Please write out each entry that follows, keeping it exactly the same.

Source material below:

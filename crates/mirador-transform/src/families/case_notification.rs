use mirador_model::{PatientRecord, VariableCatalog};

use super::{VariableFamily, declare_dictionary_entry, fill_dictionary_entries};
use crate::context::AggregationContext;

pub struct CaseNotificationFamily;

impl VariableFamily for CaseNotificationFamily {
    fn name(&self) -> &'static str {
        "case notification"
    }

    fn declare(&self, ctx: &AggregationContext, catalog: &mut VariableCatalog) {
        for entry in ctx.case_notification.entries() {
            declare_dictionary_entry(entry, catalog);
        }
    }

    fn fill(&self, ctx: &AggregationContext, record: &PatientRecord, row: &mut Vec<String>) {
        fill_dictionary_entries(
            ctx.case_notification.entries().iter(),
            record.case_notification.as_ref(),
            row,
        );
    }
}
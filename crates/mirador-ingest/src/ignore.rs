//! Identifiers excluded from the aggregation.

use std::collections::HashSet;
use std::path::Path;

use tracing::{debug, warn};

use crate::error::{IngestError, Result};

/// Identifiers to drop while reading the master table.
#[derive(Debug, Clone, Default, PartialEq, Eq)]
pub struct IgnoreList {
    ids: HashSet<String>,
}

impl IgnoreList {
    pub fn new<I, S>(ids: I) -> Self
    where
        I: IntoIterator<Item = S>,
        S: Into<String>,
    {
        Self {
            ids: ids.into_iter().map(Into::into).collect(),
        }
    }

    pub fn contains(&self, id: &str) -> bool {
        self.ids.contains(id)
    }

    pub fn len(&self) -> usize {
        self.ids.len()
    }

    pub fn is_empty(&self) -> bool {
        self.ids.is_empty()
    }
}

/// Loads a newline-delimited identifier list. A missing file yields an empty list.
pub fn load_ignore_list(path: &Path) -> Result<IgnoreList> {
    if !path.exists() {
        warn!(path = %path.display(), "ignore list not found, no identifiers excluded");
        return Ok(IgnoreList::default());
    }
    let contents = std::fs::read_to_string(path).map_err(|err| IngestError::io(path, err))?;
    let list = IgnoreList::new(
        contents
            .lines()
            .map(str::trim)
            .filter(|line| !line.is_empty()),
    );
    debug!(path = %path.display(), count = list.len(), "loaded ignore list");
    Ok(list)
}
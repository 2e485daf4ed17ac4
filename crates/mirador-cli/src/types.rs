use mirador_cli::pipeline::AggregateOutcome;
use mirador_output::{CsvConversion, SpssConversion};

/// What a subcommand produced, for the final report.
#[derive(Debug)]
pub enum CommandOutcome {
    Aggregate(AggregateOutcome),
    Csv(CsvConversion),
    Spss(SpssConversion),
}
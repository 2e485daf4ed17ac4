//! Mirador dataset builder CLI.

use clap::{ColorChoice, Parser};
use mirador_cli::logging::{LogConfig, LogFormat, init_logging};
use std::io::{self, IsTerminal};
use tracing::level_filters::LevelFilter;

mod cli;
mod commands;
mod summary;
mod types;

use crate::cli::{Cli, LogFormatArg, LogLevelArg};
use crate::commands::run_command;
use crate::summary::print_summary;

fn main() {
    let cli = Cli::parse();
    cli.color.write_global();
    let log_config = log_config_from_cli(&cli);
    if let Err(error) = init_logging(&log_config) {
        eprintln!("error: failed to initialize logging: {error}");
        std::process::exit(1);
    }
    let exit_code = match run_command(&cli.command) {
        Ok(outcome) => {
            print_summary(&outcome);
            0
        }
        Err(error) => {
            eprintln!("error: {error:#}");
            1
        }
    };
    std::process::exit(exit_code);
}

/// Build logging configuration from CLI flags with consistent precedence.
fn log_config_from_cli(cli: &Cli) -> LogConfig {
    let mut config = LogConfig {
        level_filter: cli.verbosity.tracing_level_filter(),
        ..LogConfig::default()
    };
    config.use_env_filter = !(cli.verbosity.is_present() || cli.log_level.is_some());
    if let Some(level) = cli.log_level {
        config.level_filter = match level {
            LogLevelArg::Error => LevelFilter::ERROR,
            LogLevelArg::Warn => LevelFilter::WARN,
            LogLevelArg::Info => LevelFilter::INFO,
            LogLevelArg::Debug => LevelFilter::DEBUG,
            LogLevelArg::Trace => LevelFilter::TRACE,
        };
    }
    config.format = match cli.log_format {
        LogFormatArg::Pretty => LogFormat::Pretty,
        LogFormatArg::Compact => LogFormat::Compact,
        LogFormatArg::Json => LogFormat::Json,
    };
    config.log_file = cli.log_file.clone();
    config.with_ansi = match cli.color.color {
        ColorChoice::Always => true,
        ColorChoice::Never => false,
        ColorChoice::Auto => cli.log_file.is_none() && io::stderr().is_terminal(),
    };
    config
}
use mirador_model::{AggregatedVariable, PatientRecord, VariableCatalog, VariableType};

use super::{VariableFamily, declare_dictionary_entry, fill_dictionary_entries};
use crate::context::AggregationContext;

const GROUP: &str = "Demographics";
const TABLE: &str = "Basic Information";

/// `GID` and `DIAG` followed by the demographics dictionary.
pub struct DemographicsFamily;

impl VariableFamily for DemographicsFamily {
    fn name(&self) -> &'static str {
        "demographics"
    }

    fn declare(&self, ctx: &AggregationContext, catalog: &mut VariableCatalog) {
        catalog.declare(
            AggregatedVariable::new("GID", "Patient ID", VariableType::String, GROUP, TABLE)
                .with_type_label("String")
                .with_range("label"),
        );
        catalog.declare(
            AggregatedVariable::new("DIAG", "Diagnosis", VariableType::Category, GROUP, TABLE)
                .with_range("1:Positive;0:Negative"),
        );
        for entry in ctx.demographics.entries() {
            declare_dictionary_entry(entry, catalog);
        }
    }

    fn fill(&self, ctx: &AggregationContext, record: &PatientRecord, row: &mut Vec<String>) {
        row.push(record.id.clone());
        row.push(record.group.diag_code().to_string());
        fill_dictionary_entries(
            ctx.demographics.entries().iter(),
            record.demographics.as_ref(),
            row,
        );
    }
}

End of Source material.

• Output:
filename crates/mirador-transform/src/families/case_notification.rs
use mirador_model::{PatientRecord, VariableCatalog};

use super::{VariableFamily, declare_dictionary_entry, fill_dictionary_entries};
use crate::context::AggregationContext;

pub struct CaseNotificationFamily;

impl VariableFamily for CaseNotificationFamily {
    fn name(&self) -> &'static str {
        "case notification"
    }

    fn declare(&self, ctx: &AggregationContext, catalog: &mut VariableCatalog) {
        for entry in ctx.case_notification.entries() {
            declare_dictionary_entry(entry, catalog);
        }
    }

    fn fill(&self, ctx: &AggregationContext, record: &PatientRecord, row: &mut Vec<String>) {
        fill_dictionary_entries(
            ctx.case_notification.entries().iter(),
            record.case_notification.as_ref(),
            row,
        );
    }
}
filename crates/mirador-ingest/src/ignore.rs
//! Identifiers excluded from the aggregation.

use std::collections::HashSet;
use std::path::Path;

use tracing::{debug, warn};

use crate::error::{IngestError, Result};

/// Identifiers to drop while reading the master table.
#[derive(Debug, Clone, Default, PartialEq, Eq)]
pub struct IgnoreList {
    ids: HashSet<String>,
}

impl IgnoreList {
    pub fn new<I, S>(ids: I) -> Self
    where
        I: IntoIterator<Item = S>,
        S: Into<String>,
    {
        Self {
            ids: ids.into_iter().map(Into::into).collect(),
        }
    }

    pub fn contains(&self, id: &str) -> bool {
        self.ids.contains(id)
    }

    pub fn len(&self) -> usize {
        self.ids.len()
    }

    pub fn is_empty(&self) -> bool {
        self.ids.is_empty()
    }
}

/// Loads a newline-delimited identifier list. A missing file yields an empty list.
pub fn load_ignore_list(path: &Path) -> Result<IgnoreList> {
    if !path.exists() {
        warn!(path = %path.display(), "ignore list not found, no identifiers excluded");
        return Ok(IgnoreList::default());
    }
    let contents = std::fs::read_to_string(path).map_err(|err| IngestError::io(path, err))?;
    let list = IgnoreList::new(
        contents
            .lines()
            .map(str::trim)
            .filter(|line| !line.is_empty()),
    );
    debug!(path = %path.display(), count = list.len(), "loaded ignore list");
    Ok(list)
}
repository 2e485daf4ed17ac4
filename crates/mirador-cli/src/types.rs
use mirador_cli::pipeline::AggregateOutcome;
use mirador_output::{CsvConversion, SpssConversion};

/// What a subcommand produced, for the final report.
#[derive(Debug)]
pub enum CommandOutcome {
    Aggregate(AggregateOutcome),
    Csv(CsvConversion),
    Spss(SpssConversion),
}
repository 2e485daf4ed17ac4
//! Mirador dataset builder CLI.

use clap::{ColorChoice, Parser};
use mirador_cli::logging::{LogConfig, LogFormat, init_logging};
use std::io::{self, IsTerminal};
use tracing::level_filters::LevelFilter;

mod cli;
mod commands;
mod summary;
mod types;

use crate::cli::{Cli, LogFormatArg, LogLevelArg};
use crate::commands::run_command;
use crate::summary::print_summary;

fn main() {
    let cli = Cli::parse();
    cli.color.write_global();
    let log_config = log_config_from_cli(&cli);
    if let Err(error) = init_logging(&log_config) {
        eprintln!("error: failed to initialize logging: {error}");
        std::process::exit(1);
    }
    let exit_code = match run_command(&cli.command) {
        Ok(outcome) => {
            print_summary(&outcome);
            0
        }
        Err(error) => {
            eprintln!("error: {error:#}");
            1
        }
    };
    std::process::exit(exit_code);
}

/// Build logging configuration from CLI flags with consistent precedence.
fn log_config_from_cli(cli: &Cli) -> LogConfig {
    let mut config = LogConfig {
        level_filter: cli.verbosity.tracing_level_filter(),
        ..LogConfig::default()
    };
    config.use_env_filter = !(cli.verbosity.is_present() || cli.log_level.is_some());
    if let Some(level) = cli.log_level {
        config.level_filter = match level {
            LogLevelArg::Error => LevelFilter::ERROR,
            LogLevelArg::Warn => LevelFilter::WARN,
            LogLevelArg::Info => LevelFilter::INFO,
            LogLevelArg::Debug => LevelFilter::DEBUG,
            LogLevelArg::Trace => LevelFilter::TRACE,
        };
    }
    config.format = match cli.log_format {
        LogFormatArg::Pretty => LogFormat::Pretty,
        LogFormatArg::Compact => LogFormat::Compact,
        LogFormatArg::Json => LogFormat::Json,
    };
    config.log_file = cli.log_file.clone();
    config.with_ansi = match cli.color.color {
        ColorChoice::Always => true,
        ColorChoice::Never => false,
        ColorChoice::Auto => cli.log_file.is_none() && io::stderr().is_terminal(),
    };
    config
}
use mirador_model::{AggregatedVariable, PatientRecord, VariableCatalog, VariableType};

use super::{VariableFamily, declare_dictionary_entry, fill_dictionary_entries};
use crate::context::AggregationContext;

const GROUP: &str = "Demographics";
const TABLE: &str = "Basic Information";

/// `GID` and `DIAG` followed by the demographics dictionary.
pub struct DemographicsFamily;

impl VariableFamily for DemographicsFamily {
    fn name(&self) -> &'static str {
        "demographics"
    }

    fn declare(&self, ctx: &AggregationContext, catalog: &mut VariableCatalog) {
        catalog.declare(
            AggregatedVariable::new("GID", "Patient ID", VariableType::String, GROUP, TABLE)
                .with_type_label("String")
                .with_range("label"),
        );
        catalog.declare(
            AggregatedVariable::new("DIAG", "Diagnosis", VariableType::Category, GROUP, TABLE)
                .with_range("1:Positive;0:Negative"),
        );
        for entry in ctx.demographics.entries() {
            declare_dictionary_entry(entry, catalog);
        }
    }

    fn fill(&self, ctx: &AggregationContext, record: &PatientRecord, row: &mut Vec<String>) {
        row.push(record.id.clone());
        row.push(record.group.diag_code().to_string());
        fill_dictionary_entries(
            ctx.demographics.entries().iter(),
            record.demographics.as_ref(),
            row,
        );
    }
}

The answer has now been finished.